> **Activity**: Among the lines below, return each one that contains the word "await".

Records from a data collection:

------------------------------------------------------------------------

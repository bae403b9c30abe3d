//! Workload accessors consumed by the port-forward flow.
//!
//! The resource cache is an external collaborator; this module only needs
//! a read-only pod snapshot by path (`namespace/name`). [`Forwardable`] is
//! the capability a workload kind implements to take part in forwarding.

use async_trait::async_trait;
use k8s_openapi::api::core::v1::{Container, ContainerState, ContainerStatus, Pod};
use kube::{Api, Client};
use tracing::debug;

use crate::error::ForwardError;
use crate::port::{self, Annotations, ContainerPortSpecs};

/// Split `namespace/name`, using `default_ns` for bare names.
pub fn split_path<'a>(path: &'a str, default_ns: &'a str) -> (&'a str, &'a str) {
    match path.split_once('/') {
        Some((ns, name)) => (ns, name),
        None => (default_ns, path),
    }
}

/// Human-readable container state.
pub fn container_state(state: Option<&ContainerState>) -> &'static str {
    match state {
        Some(s) if s.running.is_some() => "Running",
        Some(s) if s.waiting.is_some() => "Waiting",
        Some(s) if s.terminated.is_some() => "Terminated",
        _ => "Unknown",
    }
}

pub fn locate_container<'a>(name: &str, containers: &'a [Container]) -> Result<&'a Container, ForwardError> {
    containers
        .iter()
        .find(|c| c.name == name)
        .ok_or_else(|| ForwardError::Workload(format!("unable to locate container named {name:?}")))
}

/// A container that is waiting or terminated has no socket to forward to.
pub fn check_running_status(name: &str, statuses: &[ContainerStatus]) -> Result<(), ForwardError> {
    let cs = statuses
        .iter()
        .find(|s| s.name == name)
        .ok_or_else(|| ForwardError::Workload(format!("unable to locate container status for {name:?}")))?;

    match container_state(cs.state.as_ref()) {
        "Running" => Ok(()),
        state => Err(ForwardError::Workload(format!(
            "container {name} is not running ({state})"
        ))),
    }
}

/// Capability of a workload kind whose instances can be port-forwarded.
pub trait Forwardable {
    /// Forwardable ports of `container`. Fails when the container is
    /// missing or not running.
    fn forwardable_ports(&self, container: &str) -> Result<ContainerPortSpecs, ForwardError>;

    fn port_annotations(&self) -> Annotations;
}

impl Forwardable for Pod {
    fn forwardable_ports(&self, container: &str) -> Result<ContainerPortSpecs, ForwardError> {
        let containers = self.spec.as_ref().map_or(&[][..], |s| s.containers.as_slice());
        locate_container(container, containers)?;
        let statuses = self
            .status
            .as_ref()
            .and_then(|s| s.container_statuses.as_deref())
            .unwrap_or_default();
        check_running_status(container, statuses)?;

        Ok(port::resolve(container, containers))
    }

    fn port_annotations(&self) -> Annotations {
        self.metadata.annotations.clone().unwrap_or_default().into()
    }
}

/// Read-only access to workload instances.
#[async_trait]
pub trait WorkloadSource: Send + Sync {
    async fn fetch_pod(&self, path: &str) -> Result<Pod, ForwardError>;
}

/// [`WorkloadSource`] backed by the cluster API.
#[derive(Clone)]
pub struct KubeWorkloads {
    client: Client,
    namespace: String,
}

impl KubeWorkloads {
    pub fn new(client: Client, namespace: &str) -> Self {
        Self {
            client,
            namespace: namespace.to_string(),
        }
    }
}

#[async_trait]
impl WorkloadSource for KubeWorkloads {
    async fn fetch_pod(&self, path: &str) -> Result<Pod, ForwardError> {
        let (ns, name) = split_path(path, &self.namespace);
        debug!(ns, name, "fetching pod");
        let pods: Api<Pod> = Api::namespaced(self.client.clone(), ns);
        pods.get_opt(name)
            .await?
            .ok_or_else(|| ForwardError::Workload(format!("pod {ns}/{name} not found")))
    }
}

/// Fetch `path` and collect what `container` can forward plus the pod's
/// annotations.
pub async fn list_forwardable(
    source: &dyn WorkloadSource,
    path: &str,
    container: &str,
) -> Result<(ContainerPortSpecs, Annotations), ForwardError> {
    let pod = source.fetch_pod(path).await?;
    let ports = pod.forwardable_ports(container)?;

    Ok((ports, pod.port_annotations()))
}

------------------------------------------------------------------------

> **Output below**:
            .await?
    let pod = source.fetch_pod(path).await?;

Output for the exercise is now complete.